Items from a dataset
#[tokio::test]
async fn statement_without_result_set_is_an_upstream_error() {
    let h = harness();
    h.transport.queue_data(&[&analyst_delta()]);
    h.executor.queue_response(StatementResponse {
        code: Some("002003".into()),
        message: Some("SQL compilation error: Object 'CLAIMS' does not exist".into()),
        ..StatementResponse::default()
    });

    let outcome = h
        .session
        .start_turn("How many claims?", &CancellationToken::new())
        .await
        .unwrap();

    assert!(matches!(outcome, TurnOutcome::UpstreamError(m) if m.contains("does not exist")));
    assert_eq!(h.session.state(), AgentState::Idle);
}

#[tokio::test]
async fn malformed_payload_propagates_without_applying() {
    let h = harness();
    h.transport
        .queue_data(&[&text_delta("ok so far"), "{\"delta\": {\"content\": [", "[DONE]"]);

    let err = h
        .session
        .start_turn("hi", &CancellationToken::new())
        .await
        .unwrap_err();

    assert!(matches!(err, SessionError::Malformed(_)));
    let snap = h.session.snapshot();
    assert_eq!(snap.state, AgentState::Idle);
    assert_eq!(snap.transcript.messages()[1].text(), "ok so far");
}

#[tokio::test]
async fn transport_failure_notifies_and_propagates() {
    let h = harness();
    let mut notices = h.session.notices();
    h.transport.queue_open_failure("connection refused");

    let err = h
        .session
        .start_turn("hi", &CancellationToken::new())
        .await
        .unwrap_err();

    assert!(matches!(err, SessionError::Transport(_)));
    assert_eq!(h.session.state(), AgentState::Idle);
    assert_eq!(
        notices.try_recv().unwrap().message,
        "Failed to reach the agent service"
    );
}

#[tokio::test]
async fn unexpected_fragment_warns_and_continues() {
    let h = harness();
    let mut notices = h.session.notices();
    h.transport.queue_data(&[
        r#"{"delta":{"content":[{"type":"chart","chart":{}}]}}"#,
        &text_delta("still here"),
        "[DONE]",
    ]);

    let outcome = h
        .session
        .start_turn("hi", &CancellationToken::new())
        .await
        .unwrap();

    assert_eq!(outcome, TurnOutcome::Completed);
    assert_eq!(h.session.snapshot().transcript.messages()[1].text(), "still here");
    assert_eq!(notices.try_recv().unwrap().level, NoticeLevel::Warning);
}

#[tokio::test]
async fn search_tool_use_holds_streaming_state() {
    let h = harness();
    h.transport.queue_script(vec![
        Scripted::Event(SseEvent::data(tool_delta(
            "search1",
            json!({"searchResults": [{"doc_id": 1, "text": "Claims policy"}]}),
        ))),
        Scripted::Hang,
    ]);
    let mut rx = h.session.subscribe();
    let cancel = CancellationToken::new();

    let task = {
        let session = h.session.clone();
        let cancel = cancel.clone();
        tokio::spawn(async move { session.start_turn("What is the policy?", &cancel).await })
    };

    let state = rx
        .wait_for(|s| s.transcript.len() == 2)
        .await
        .unwrap()
        .state;
    assert_eq!(state, AgentState::Loading);

    cancel.cancel();
    assert_eq!(task.await.unwrap().unwrap(), TurnOutcome::Cancelled);
}

#[tokio::test]
async fn second_turn_is_rejected_while_one_is_running() {
    let h = harness();
    let gate = h.executor.hold();
    h.transport.queue_data(&[&analyst_delta()]);
    h.executor.queue_response(one_row("01b2"));
    h.transport.queue_data(&[&text_delta("done"), "[DONE]"]);
    let mut rx = h.session.subscribe();

    let task = {
        let session = h.session.clone();
        tokio::spawn(async move {
            session
                .start_turn("How many claims?", &CancellationToken::new())
                .await
        })
    };

    rx.wait_for(|s| s.state == AgentState::ExecutingSql)
        .await
        .unwrap();
    let before = h.session.snapshot().transcript.len();

    let err = h
        .session
        .start_turn("interrupting", &CancellationToken::new())
        .await
        .unwrap_err();
    assert!(matches!(err, SessionError::TurnInProgress));
    assert_eq!(h.session.snapshot().transcript.len(), before);
    assert_eq!(h.session.state(), AgentState::ExecutingSql);

    gate.notify_one();
    assert_eq!(task.await.unwrap().unwrap(), TurnOutcome::Completed);
    assert_eq!(h.session.state(), AgentState::Idle);

    // The session accepts turns again.
    h.transport.queue_data(&[&text_delta("again"), "[DONE]"]);
    h.session
        .start_turn("next", &CancellationToken::new())
        .await
        .unwrap();
}

#[tokio::test]
async fn cancel_during_followup_discards_partial_answer() {
    let h = harness();
    h.transport.queue_data(&[&analyst_delta()]);
    h.executor.queue_response(one_row("01b2"));
    h.transport.queue_script(vec![
        Scripted::Event(SseEvent::data(text_delta("There were"))),
        Scripted::Hang,
    ]);
    let mut rx = h.session.subscribe();
    let cancel = CancellationToken::new();

    let task = {
        let session = h.session.clone();
        let cancel = cancel.clone();
        tokio::spawn(async move { session.start_turn("How many claims?", &cancel).await })
    };

    rx.wait_for(|s| s.state == AgentState::RunningAnalytics && s.transcript.len() == 3)
        .await
        .unwrap();
    cancel.cancel();

    assert_eq!(task.await.unwrap().unwrap(), TurnOutcome::Cancelled);
    let snap = h.session.snapshot();
    assert_eq!(snap.state, AgentState::Idle);
    assert_eq!(snap.transcript.len(), 2);
    let primary = &snap.transcript.messages()[1];
    assert_eq!(
        kinds(&primary.content),
        vec!["tool_use", "tool_results", "sql_table"]
    );
    assert_eq!(snap.latest_assistant_message_id.as_ref(), Some(&primary.id));
}

#[tokio::test]
async fn cancel_during_statement_keeps_primary_content() {
    let h = harness();
    let _gate = h.executor.hold();
    h.transport.queue_data(&[&analyst_delta()]);
    h.executor.queue_response(one_row("01b2"));
    let mut rx = h.session.subscribe();
    let cancel = CancellationToken::new();

    let task = {
        let session = h.session.clone();
        let cancel = cancel.clone();
        tokio::spawn(async move { session.start_turn("How many claims?", &cancel).await })
    };

    rx.wait_for(|s| s.state == AgentState::ExecutingSql)
        .await
        .unwrap();
    cancel.cancel();

    assert_eq!(task.await.unwrap().unwrap(), TurnOutcome::Cancelled);
    let snap = h.session.snapshot();
    assert_eq!(snap.state, AgentState::Idle);
    assert_eq!(
        kinds(&snap.transcript.messages()[1].content),
        vec!["tool_use", "tool_results"]
    );
    assert_eq!(h.transport.requests().len(), 1);
}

◆ What the task requires:
Transcribe the data above completely and exactly.

◆ Answer to this problem:
#[tokio::test]
async fn statement_without_result_set_is_an_upstream_error() {
    let h = harness();
    h.transport.queue_data(&[&analyst_delta()]);
    h.executor.queue_response(StatementResponse {
        code: Some("002003".into()),
        message: Some("SQL compilation error: Object 'CLAIMS' does not exist".into()),
        ..StatementResponse::default()
    });

    let outcome = h
        .session
        .start_turn("How many claims?", &CancellationToken::new())
        .await
        .unwrap();

    assert!(matches!(outcome, TurnOutcome::UpstreamError(m) if m.contains("does not exist")));
    assert_eq!(h.session.state(), AgentState::Idle);
}

#[tokio::test]
async fn malformed_payload_propagates_without_applying() {
    let h = harness();
    h.transport
        .queue_data(&[&text_delta("ok so far"), "{\"delta\": {\"content\": [", "[DONE]"]);

    let err = h
        .session
        .start_turn("hi", &CancellationToken::new())
        .await
        .unwrap_err();

    assert!(matches!(err, SessionError::Malformed(_)));
    let snap = h.session.snapshot();
    assert_eq!(snap.state, AgentState::Idle);
    assert_eq!(snap.transcript.messages()[1].text(), "ok so far");
}

#[tokio::test]
async fn transport_failure_notifies_and_propagates() {
    let h = harness();
    let mut notices = h.session.notices();
    h.transport.queue_open_failure("connection refused");

    let err = h
        .session
        .start_turn("hi", &CancellationToken::new())
        .await
        .unwrap_err();

    assert!(matches!(err, SessionError::Transport(_)));
    assert_eq!(h.session.state(), AgentState::Idle);
    assert_eq!(
        notices.try_recv().unwrap().message,
        "Failed to reach the agent service"
    );
}

#[tokio::test]
async fn unexpected_fragment_warns_and_continues() {
    let h = harness();
    let mut notices = h.session.notices();
    h.transport.queue_data(&[
        r#"{"delta":{"content":[{"type":"chart","chart":{}}]}}"#,
        &text_delta("still here"),
        "[DONE]",
    ]);

    let outcome = h
        .session
        .start_turn("hi", &CancellationToken::new())
        .await
        .unwrap();

    assert_eq!(outcome, TurnOutcome::Completed);
    assert_eq!(h.session.snapshot().transcript.messages()[1].text(), "still here");
    assert_eq!(notices.try_recv().unwrap().level, NoticeLevel::Warning);
}

#[tokio::test]
async fn search_tool_use_holds_streaming_state() {
    let h = harness();
    h.transport.queue_script(vec![
        Scripted::Event(SseEvent::data(tool_delta(
            "search1",
            json!({"searchResults": [{"doc_id": 1, "text": "Claims policy"}]}),
        ))),
        Scripted::Hang,
    ]);
    let mut rx = h.session.subscribe();
    let cancel = CancellationToken::new();

    let task = {
        let session = h.session.clone();
        let cancel = cancel.clone();
        tokio::spawn(async move { session.start_turn("What is the policy?", &cancel).await })
    };

    let state = rx
        .wait_for(|s| s.transcript.len() == 2)
        .await
        .unwrap()
        .state;
    assert_eq!(state, AgentState::Loading);

    cancel.cancel();
    assert_eq!(task.await.unwrap().unwrap(), TurnOutcome::Cancelled);
}

#[tokio::test]
async fn second_turn_is_rejected_while_one_is_running() {
    let h = harness();
    let gate = h.executor.hold();
    h.transport.queue_data(&[&analyst_delta()]);
    h.executor.queue_response(one_row("01b2"));
    h.transport.queue_data(&[&text_delta("done"), "[DONE]"]);
    let mut rx = h.session.subscribe();

    let task = {
        let session = h.session.clone();
        tokio::spawn(async move {
            session
                .start_turn("How many claims?", &CancellationToken::new())
                .await
        })
    };

    rx.wait_for(|s| s.state == AgentState::ExecutingSql)
        .await
        .unwrap();
    let before = h.session.snapshot().transcript.len();

    let err = h
        .session
        .start_turn("interrupting", &CancellationToken::new())
        .await
        .unwrap_err();
    assert!(matches!(err, SessionError::TurnInProgress));
    assert_eq!(h.session.snapshot().transcript.len(), before);
    assert_eq!(h.session.state(), AgentState::ExecutingSql);

    gate.notify_one();
    assert_eq!(task.await.unwrap().unwrap(), TurnOutcome::Completed);
    assert_eq!(h.session.state(), AgentState::Idle);

    // The session accepts turns again.
    h.transport.queue_data(&[&text_delta("again"), "[DONE]"]);
    h.session
        .start_turn("next", &CancellationToken::new())
        .await
        .unwrap();
}

#[tokio::test]
async fn cancel_during_followup_discards_partial_answer() {
    let h = harness();
    h.transport.queue_data(&[&analyst_delta()]);
    h.executor.queue_response(one_row("01b2"));
    h.transport.queue_script(vec![
        Scripted::Event(SseEvent::data(text_delta("There were"))),
        Scripted::Hang,
    ]);
    let mut rx = h.session.subscribe();
    let cancel = CancellationToken::new();

    let task = {
        let session = h.session.clone();
        let cancel = cancel.clone();
        tokio::spawn(async move { session.start_turn("How many claims?", &cancel).await })
    };

    rx.wait_for(|s| s.state == AgentState::RunningAnalytics && s.transcript.len() == 3)
        .await
        .unwrap();
    cancel.cancel();

    assert_eq!(task.await.unwrap().unwrap(), TurnOutcome::Cancelled);
    let snap = h.session.snapshot();
    assert_eq!(snap.state, AgentState::Idle);
    assert_eq!(snap.transcript.len(), 2);
    let primary = &snap.transcript.messages()[1];
    assert_eq!(
        kinds(&primary.content),
        vec!["tool_use", "tool_results", "sql_table"]
    );
    assert_eq!(snap.latest_assistant_message_id.as_ref(), Some(&primary.id));
}

#[tokio::test]
async fn cancel_during_statement_keeps_primary_content() {
    let h = harness();
    let _gate = h.executor.hold();
    h.transport.queue_data(&[&analyst_delta()]);
    h.executor.queue_response(one_row("01b2"));
    let mut rx = h.session.subscribe();
    let cancel = CancellationToken::new();

    let task = {
        let session = h.session.clone();
        let cancel = cancel.clone();
        tokio::spawn(async move { session.start_turn("How many claims?", &cancel).await })
    };

    rx.wait_for(|s| s.state == AgentState::ExecutingSql)
        .await
        .unwrap();
    cancel.cancel();

    assert_eq!(task.await.unwrap().unwrap(), TurnOutcome::Cancelled);
    let snap = h.session.snapshot();
    assert_eq!(snap.state, AgentState::Idle);
    assert_eq!(
        kinds(&snap.transcript.messages()[1].content),
        vec!["tool_use", "tool_results"]
    );
    assert_eq!(h.transport.requests().len(), 1);
}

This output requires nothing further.